Die wichtigsten Voraussetzungen für den Bezug von Kindergeld während der Ausbildung sind: Das Kind muss in Ausbildung sein. Gemeint ist damit eine Berufsausbildung oder ein Studium. Das Kind darf noch nicht das 25. Lebensjahr vollendet haben. Es gibt jedoch Ausnahmen, beispielsweise bei Ableistung von Wehr- oder Zivildienst. Außerdem muss das Kind seinen Wohnsitz oder gewöhnlichen Aufenthalt in Deutschland, einem Mitgliedsstaat der Europäischen Union (EU) oder des Europäischen Wirtschaftsraums (EWR) haben.
Ein entscheidender Aspekt ist, dass die Ausbildung im Vordergrund stehen muss. Das bedeutet, dass die Ausbildung den Lebensmittelpunkt des Kindes darstellen sollte. Wenn das Kind beispielsweise neben der Ausbildung einer Erwerbstätigkeit nachgeht, kann der Kindergeldanspruch entfallen, wenn die Arbeitszeit zu hoch ist. Die Grenze liegt in der Regel bei 20 Stunden pro Woche. Überschreitet die wöchentliche Arbeitszeit diese Grenze, wird davon ausgegangen, dass die Erwerbstätigkeit im Vordergrund steht und der Kindergeldanspruch entfällt.
Es gibt auch Sonderfälle, in denen weiterhin Kindergeld gezahlt wird, obwohl die Ausbildung unterbrochen wurde. Beispielsweise kann das Kindergeld während einer Übergangszeit zwischen zwei Ausbildungsabschnitten weitergezahlt werden. Dies gilt auch für eine Wartezeit auf einen Ausbildungsplatz, die maximal vier Monate dauern darf. Wichtig ist, dass die Suche nach einem Ausbildungsplatz nachgewiesen werden kann, beispielsweise durch Bewerbungsschreiben.
Beispiele: Ein 19-jähriger absolviert eine Ausbildung zum KFZ-Mechatroniker. Seine Eltern erhalten für ihn Kindergeld. Eine 22-jährige studiert und arbeitet nebenbei 15 Stunden pro Woche. Ihre Eltern erhalten weiterhin Kindergeld, da die Arbeitszeit unter der 20-Stunden-Grenze liegt.

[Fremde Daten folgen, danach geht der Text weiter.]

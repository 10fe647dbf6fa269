//! Cache abstraction consumed by data providers.
//!
//! Modules:
//! - `memory`: in-process [`CacheStore`] with expiry and tag invalidation
//! - `settings`: per-provider cache configuration pushed down by the manager

mod memory;
mod settings;

pub use memory::MemoryCache;
pub use settings::CacheSettings;

use std::fmt;
use std::time::Duration;

use thiserror::Error;

use crate::response::RawResponse;

/// Errors raised by cache backends and cache configuration.
#[derive(Debug, Clone, Error, PartialEq, Eq)]
pub enum CacheError {
    #[error("cache backend does not support tags")]
    TaggingUnsupported,

    #[error("no cache configured")]
    NotConfigured,

    #[error("cache backend error: {message}")]
    Backend { message: String },
}

impl CacheError {
    pub fn backend(message: impl Into<String>) -> Self {
        Self::Backend { message: message.into() }
    }
}

/// One addressable cache slot.
///
/// Returned by [`CacheStore::get_item`] for both hits and misses; a miss is an
/// item without a value. Lifetime and tags are applied when the item is saved.
#[derive(Debug, Clone, PartialEq, Eq)]
pub struct CacheItem {
    key: String,
    value: Option<RawResponse>,
    lifetime: Option<Duration>,
    tags: Vec<String>,
}

impl CacheItem {
    pub fn new(key: impl Into<String>) -> Self {
        Self {
            key: key.into(),
            value: None,
            lifetime: None,
            tags: Vec::new(),
        }
    }

    pub fn with_value(mut self, value: RawResponse) -> Self {
        self.value = Some(value);
        self
    }

    pub fn with_lifetime(mut self, lifetime: Option<Duration>) -> Self {
        self.lifetime = lifetime;
        self
    }

    pub fn with_tags(mut self, tags: Vec<String>) -> Self {
        self.tags = tags;
        self
    }

    pub fn key(&self) -> &str {
        &self.key
    }

    pub fn is_hit(&self) -> bool {
        self.value.is_some()
    }

    pub fn value(&self) -> Option<&RawResponse> {
        self.value.as_ref()
    }

    pub fn into_value(self) -> Option<RawResponse> {
        self.value
    }

    pub fn lifetime(&self) -> Option<Duration> {
        self.lifetime
    }

    pub fn tags(&self) -> &[String] {
        &self.tags
    }
}

/// Storage backend for cached responses.
///
/// Implementations must be safe to share between providers; every provider
/// registered with a manager holds the same store.
pub trait CacheStore: Send + Sync + fmt::Debug {
    /// Look up `key`, returning a miss (valueless item) when absent or expired.
    fn get_item(&self, key: &str) -> Result<CacheItem, CacheError>;

    /// Persist an item with its value, lifetime, and tags.
    fn save(&self, item: &CacheItem) -> Result<(), CacheError>;

    fn delete(&self, key: &str) -> Result<bool, CacheError>;

    /// Whether items can carry tags for group invalidation.
    fn is_taggable(&self) -> bool;

    /// Remove every item carrying any of `tags`, returning how many were removed.
    fn invalidate_tags(&self, tags: &[String]) -> Result<usize, CacheError>;

    fn clear(&self) -> Result<(), CacheError>;
}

Die Beantragung des Kindergeldes erfolgt bei der zuständigen Familienkasse. Diese ist in der Regel bei der Agentur für Arbeit angesiedelt. Für den Antrag werden verschiedene Unterlagen benötigt, wie beispielsweise die Geburtsurkunde des Kindes und der Ausbildungsvertrag. Die Familienkasse prüft dann, ob die Voraussetzungen für den Kindergeldanspruch erfüllt sind.
Es ist wichtig zu beachten, dass sich die gesetzlichen Bestimmungen zum Kindergeld ändern können. Daher ist es ratsam, sich vor der Antragstellung bei der Familienkasse oder anderen Beratungsstellen über die aktuellen Regelungen zu informieren. Falsche Angaben können zu Rückforderungen des Kindergeldes führen.

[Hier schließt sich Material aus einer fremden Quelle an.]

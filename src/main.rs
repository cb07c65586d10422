mod cli;

use anyhow::{anyhow, Context, Result};
use clap::Parser;
use tracing_subscriber::EnvFilter;

use cli::{Cli, Commands};
use storefront::category::Category;
use storefront::config::Config;
use storefront::detail;
use storefront::page;
use storefront::ui::Command;
use storefront::Storefront;

#[tokio::main]
async fn main() -> Result<()> {
    tracing_subscriber::fmt()
        .with_env_filter(EnvFilter::try_from_default_env().unwrap_or_else(|_| EnvFilter::new("storefront=info")))
        .with_writer(std::io::stderr)
        .init();

    let cli = Cli::parse();
    let mut cfg = Config::load(cli.config.as_deref()).context("loading configuration")?;
    if let Some(url) = &cli.base_url {
        cfg.base_url = url.clone();
        cfg.validate().context("--base-url")?;
    }
    let app = match &cli.dir {
        Some(dir) => Storefront::from_dir(cfg, dir),
        None => Storefront::over_http(cfg)?,
    };

    match cli.command {
        Commands::Load => {
            let store = app.load().await;
            println!("{}", store.report());
        }
        Commands::Show { category, id } => {
            let store = app.load().await;
            let entry = store.lookup(category, &id)?;
            let view = detail::present(category, entry);
            println!("{}", view.title);
            println!("{}", "=".repeat(view.title.chars().count()));
            for spec in &view.specs {
                println!("{:<12} {}", spec.label, spec.value);
            }
            println!();
            println!("{}", view.description);
            println!();
            for img in view.carousel.images() {
                println!("image: {}", img.src);
            }
        }
        Commands::Render { out, open } => {
            let (html, failure) = match app.open().await {
                Ok(mut session) => {
                    if let Some(target) = open {
                        let (category, id) = parse_open(&target)?;
                        let effect = session.dispatch(Command::ShowDetail { category, id });
                        tracing::info!(?effect, "opened modal");
                    }
                    (session.render(), None)
                }
                Err(e) => (page::render_error(&e), Some(e)),
            };
            match out {
                Some(path) => {
                    tokio::fs::write(&path, html).await.with_context(|| format!("writing {}", path.display()))?;
                    println!("Wrote {}", path.display());
                }
                None => print!("{html}"),
            }
            // The error page is still written so the failure is visible in place.
            if let Some(e) = failure {
                return Err(anyhow::Error::from(e).context("page initialization failed"));
            }
        }
    }
    Ok(())
}

fn parse_open(target: &str) -> Result<(Category, String)> {
    let (cat, id) = target.split_once('/').ok_or_else(|| anyhow!("expected <category>/<id>, got `{target}`"))?;
    Ok((cat.parse()?, id.to_string()))
}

In der realen Welt ermöglicht das Kindergeld vielen jungen Menschen, ihre Ausbildung zu finanzieren. Es trägt dazu bei, dass sie sich auf ihre Ausbildung konzentrieren können und nicht gezwungen sind, zu viel nebenbei zu arbeiten. Es ist somit ein wichtiger Beitrag zur Chancengleichheit und zur Förderung der beruflichen Bildung.